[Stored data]

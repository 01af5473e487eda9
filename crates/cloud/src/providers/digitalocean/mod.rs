//! DigitalOcean cloud provider.
//!
//! API Documentation: <https://docs.digitalocean.com/reference/api/>
//!
//! DNS, account and load balancer calls use the REST API with `DO_TOKEN`;
//! Spaces buckets go through the S3-compatible endpoint with
//! `DO_SPACES_KEY` / `DO_SPACES_SECRET`.

mod client;
mod models;

pub use client::DigitalOcean;
pub use models::*;
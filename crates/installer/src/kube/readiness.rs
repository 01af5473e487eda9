//! Readiness waits.
//!
//! Every wait has its own deadline. Watches are owned by the wait and are
//! closed when it returns, on success or timeout.

use std::time::Duration;

use futures::TryStreamExt;
use k8s_openapi::api::apps::v1::{Deployment, StatefulSet};
use k8s_openapi::api::batch::v1::Job;
use k8s_openapi::api::core::v1::{Namespace, Pod};
use kube::runtime::wait::await_condition;
use kube::runtime::{watcher, WatchStreamExt};
use kube::{Api, Client};
use thiserror::Error;
use tokio::time::Instant;
use tracing::{debug, info};

/// Poll interval for namespace existence.
pub const NAMESPACE_POLL_INTERVAL: Duration = Duration::from_secs(10);

#[derive(Error, Debug)]
pub enum ReadinessError {
    #[error("{kind} '{name}' not ready after {}s", elapsed.as_secs())]
    Timeout {
        kind: &'static str,
        name: String,
        /// Deadline the wait was given.
        timeout: Duration,
        elapsed: Duration,
    },

    #[error("Kubernetes API error: {0}")]
    Api(#[from] kube::Error),

    #[error("watch failed: {0}")]
    Watch(String),
}

/// Waits bound to one cluster.
#[derive(Clone)]
pub struct Readiness {
    client: Client,
    namespace_poll: Duration,
}

impl Readiness {
    #[must_use]
    pub fn new(client: Client) -> Self {
        Self {
            client,
            namespace_poll: NAMESPACE_POLL_INTERVAL,
        }
    }

    /// Wait until `name` exists.
    ///
    /// # Errors
    /// Returns [`ReadinessError::Timeout`] if it never appears.
    pub async fn namespace(&self, name: &str, timeout: Duration) -> Result<(), ReadinessError> {
        let api: Api<Namespace> = Api::all(self.client.clone());
        let started = Instant::now();
        loop {
            if api.get_opt(name).await?.is_some() {
                info!(namespace = %name, "Namespace exists");
                return Ok(());
            }
            if started.elapsed() >= timeout {
                return Err(ReadinessError::Timeout {
                    kind: "namespace",
                    name: name.to_string(),
                    timeout,
                    elapsed: started.elapsed(),
                });
            }
            debug!(namespace = %name, "Waiting for namespace");
            tokio::time::sleep(self.namespace_poll).await;
        }
    }

    /// Wait for a pod labelled `key=value` in `namespace` to be `Running`.
    ///
    /// With `allow_pending`, a `Pending` pod is accepted too (used before a
    /// workload has anything to schedule on). Returns the pod name.
    ///
    /// # Errors
    /// Returns [`ReadinessError::Timeout`] if no matching pod shows up.
    pub async fn pod_by_label(
        &self,
        namespace: &str,
        key: &str,
        value: &str,
        allow_pending: bool,
        timeout: Duration,
    ) -> Result<String, ReadinessError> {
        let api: Api<Pod> = Api::namespaced(self.client.clone(), namespace);
        let selector = format!("{key}={value}");
        let config = watcher::Config::default().labels(&selector);
        let started = Instant::now();

        let wait = async {
            let mut pods = Box::pin(watcher(api, config).applied_objects());
            while let Some(pod) = pods
                .try_next()
                .await
                .map_err(|e| ReadinessError::Watch(e.to_string()))?
            {
                if pod_is_ready(&pod, allow_pending) {
                    return Ok(pod.metadata.name.unwrap_or_default());
                }
            }
            Err(ReadinessError::Watch(format!("watch on {selector} ended")))
        };

        match tokio::time::timeout(timeout, wait).await {
            Ok(result) => {
                if let Ok(pod) = &result {
                    info!(namespace = %namespace, pod = %pod, "Pod ready");
                }
                result
            }
            Err(_) => Err(ReadinessError::Timeout {
                kind: "pod",
                name: format!("{namespace}/{key}={value}"),
                timeout,
                elapsed: started.elapsed(),
            }),
        }
    }

    /// Wait until every replica of a StatefulSet is ready.
    ///
    /// # Errors
    /// Returns [`ReadinessError::Timeout`] if it never converges.
    pub async fn statefulset(
        &self,
        namespace: &str,
        name: &str,
        timeout: Duration,
    ) -> Result<(), ReadinessError> {
        let api: Api<StatefulSet> = Api::namespaced(self.client.clone(), namespace);
        self.until("statefulset", namespace, name, timeout, async {
            await_condition(api, name, |s: Option<&StatefulSet>| {
                s.is_some_and(statefulset_ready)
            })
            .await
        })
        .await
    }

    /// Wait until every replica of a Deployment is available.
    ///
    /// # Errors
    /// Returns [`ReadinessError::Timeout`] if it never converges.
    pub async fn deployment(
        &self,
        namespace: &str,
        name: &str,
        timeout: Duration,
    ) -> Result<(), ReadinessError> {
        let api: Api<Deployment> = Api::namespaced(self.client.clone(), namespace);
        self.until("deployment", namespace, name, timeout, async {
            await_condition(api, name, |d: Option<&Deployment>| {
                d.is_some_and(deployment_ready)
            })
            .await
        })
        .await
    }

    /// Wait until a Job reports a succeeded pod.
    ///
    /// # Errors
    /// Returns [`ReadinessError::Timeout`] if it never completes.
    pub async fn job(
        &self,
        namespace: &str,
        name: &str,
        timeout: Duration,
    ) -> Result<(), ReadinessError> {
        let api: Api<Job> = Api::namespaced(self.client.clone(), namespace);
        self.until("job", namespace, name, timeout, async {
            await_condition(api, name, |j: Option<&Job>| j.is_some_and(job_succeeded)).await
        })
        .await
    }

    async fn until<T, F>(
        &self,
        kind: &'static str,
        namespace: &str,
        name: &str,
        timeout: Duration,
        wait: F,
    ) -> Result<(), ReadinessError>
    where
        F: std::future::Future<Output = Result<T, kube::runtime::wait::Error>>,
    {
        let started = Instant::now();
        match tokio::time::timeout(timeout, wait).await {
            Ok(Ok(_)) => {
                info!(kind, namespace = %namespace, name = %name, "Ready");
                Ok(())
            }
            Ok(Err(e)) => Err(ReadinessError::Watch(e.to_string())),
            Err(_) => Err(ReadinessError::Timeout {
                kind,
                name: format!("{namespace}/{name}"),
                timeout,
                elapsed: started.elapsed(),
            }),
        }
    }
}

fn pod_is_ready(pod: &Pod, allow_pending: bool) -> bool {
    let phase = pod
        .status
        .as_ref()
        .and_then(|s| s.phase.as_deref())
        .unwrap_or_default();
    phase == "Running" || (allow_pending && phase == "Pending")
}

/// Same rule as `kubectl rollout status statefulset`: the controller has
/// seen the latest spec and every replica is updated and ready.
fn statefulset_ready(sts: &StatefulSet) -> bool {
    let Some(status) = sts.status.as_ref() else {
        return false;
    };
    let desired = sts.spec.as_ref().and_then(|s| s.replicas).unwrap_or(1);
    let generation = sts.metadata.generation.unwrap_or(0);
    if desired == 0 || status.observed_generation.unwrap_or(0) < generation {
        return false;
    }
    let on_delete = sts
        .spec
        .as_ref()
        .and_then(|s| s.update_strategy.as_ref())
        .and_then(|u| u.type_.as_deref())
        == Some("OnDelete");
    let updated = on_delete || status.updated_replicas.unwrap_or(0) == desired;
    let revision_settled = on_delete
        || status.update_revision.is_none()
        || status.current_revision == status.update_revision;
    status.replicas == desired
        && status.ready_replicas.unwrap_or(0) == desired
        && updated
        && revision_settled
}

/// Same rule as `kubectl rollout status deployment`.
fn deployment_ready(deploy: &Deployment) -> bool {
    let Some(status) = deploy.status.as_ref() else {
        return false;
    };
    let desired = deploy.spec.as_ref().and_then(|s| s.replicas).unwrap_or(1);
    let generation = deploy.metadata.generation.unwrap_or(0);
    let updated = status.updated_replicas.unwrap_or(0);
    desired > 0
        && status.observed_generation.unwrap_or(0) >= generation
        && updated == desired
        && status.replicas.unwrap_or(0) == updated
        && status.available_replicas.unwrap_or(0) == updated
}

fn job_succeeded(job: &Job) -> bool {
    job.status
        .as_ref()
        .and_then(|s| s.succeeded)
        .is_some_and(|n| n > 0)
}

#[cfg(test)]
mod tests {
    use super::*;
    use k8s_openapi::api::apps::v1::{
        DeploymentSpec, DeploymentStatus, StatefulSetSpec, StatefulSetStatus,
    };
    use k8s_openapi::api::batch::v1::JobStatus;
    use k8s_openapi::api::core::v1::PodStatus;
    use k8s_openapi::apimachinery::pkg::apis::meta::v1::ObjectMeta;

    fn pod(phase: &str) -> Pod {
        Pod {
            status: Some(PodStatus {
                phase: Some(phase.to_string()),
                ..PodStatus::default()
            }),
            ..Pod::default()
        }
    }

    fn sts(desired: i32, ready: Option<i32>) -> StatefulSet {
        StatefulSet {
            metadata: ObjectMeta {
                generation: Some(2),
                ..ObjectMeta::default()
            },
            spec: Some(StatefulSetSpec {
                replicas: Some(desired),
                ..StatefulSetSpec::default()
            }),
            status: Some(StatefulSetStatus {
                observed_generation: Some(2),
                replicas: desired,
                ready_replicas: ready,
                updated_replicas: Some(desired),
                current_revision: Some("argocd-application-controller-7d9".into()),
                update_revision: Some("argocd-application-controller-7d9".into()),
                ..StatefulSetStatus::default()
            }),
            ..StatefulSet::default()
        }
    }

    #[test]
    fn test_pod_phase() {
        assert!(pod_is_ready(&pod("Running"), false));
        assert!(!pod_is_ready(&pod("Pending"), false));
        assert!(pod_is_ready(&pod("Pending"), true));
        assert!(!pod_is_ready(&pod("Failed"), true));
        assert!(!pod_is_ready(&Pod::default(), true));
    }

    #[test]
    fn test_statefulset_needs_all_replicas() {
        assert!(statefulset_ready(&sts(3, Some(3))));
        assert!(!statefulset_ready(&sts(3, Some(2))));
        assert!(!statefulset_ready(&sts(1, None)));
        assert!(!statefulset_ready(&sts(0, Some(0))));
    }

    #[test]
    fn test_statefulset_mid_rollout_is_not_ready() {
        let mut rolling = sts(3, Some(3));
        if let Some(status) = rolling.status.as_mut() {
            status.updated_replicas = Some(1);
            status.update_revision = Some("argocd-application-controller-8f1".into());
        }
        assert!(!statefulset_ready(&rolling));

        let mut stale = sts(3, Some(3));
        stale.metadata.generation = Some(3);
        assert!(!statefulset_ready(&stale));

        let mut scaling = sts(3, Some(3));
        if let Some(status) = scaling.status.as_mut() {
            status.replicas = 4;
        }
        assert!(!statefulset_ready(&scaling));
    }

    #[test]
    fn test_deployment_uses_available_replicas() {
        let deploy = |desired, available| Deployment {
            spec: Some(DeploymentSpec {
                replicas: Some(desired),
                ..DeploymentSpec::default()
            }),
            status: Some(DeploymentStatus {
                available_replicas: available,
                ready_replicas: Some(desired),
                updated_replicas: Some(desired),
                replicas: Some(desired),
                ..DeploymentStatus::default()
            }),
            ..Deployment::default()
        };
        assert!(deployment_ready(&deploy(2, Some(2))));
        assert!(!deployment_ready(&deploy(2, Some(1))));
        assert!(!deployment_ready(&deploy(2, None)));
    }

    #[test]
    fn test_job_succeeded() {
        let job = |succeeded| Job {
            status: Some(JobStatus {
                succeeded,
                ..JobStatus::default()
            }),
            ..Job::default()
        };
        assert!(job_succeeded(&job(Some(1))));
        assert!(!job_succeeded(&job(Some(0))));
        assert!(!job_succeeded(&job(None)));
    }
}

The task:
Pull out every line of the records that includes the string "metadata".

Answer space:
                    return Ok(pod.metadata.name.unwrap_or_default());
    let generation = sts.metadata.generation.unwrap_or(0);
    let generation = deploy.metadata.generation.unwrap_or(0);
            metadata: ObjectMeta {
        stale.metadata.generation = Some(3);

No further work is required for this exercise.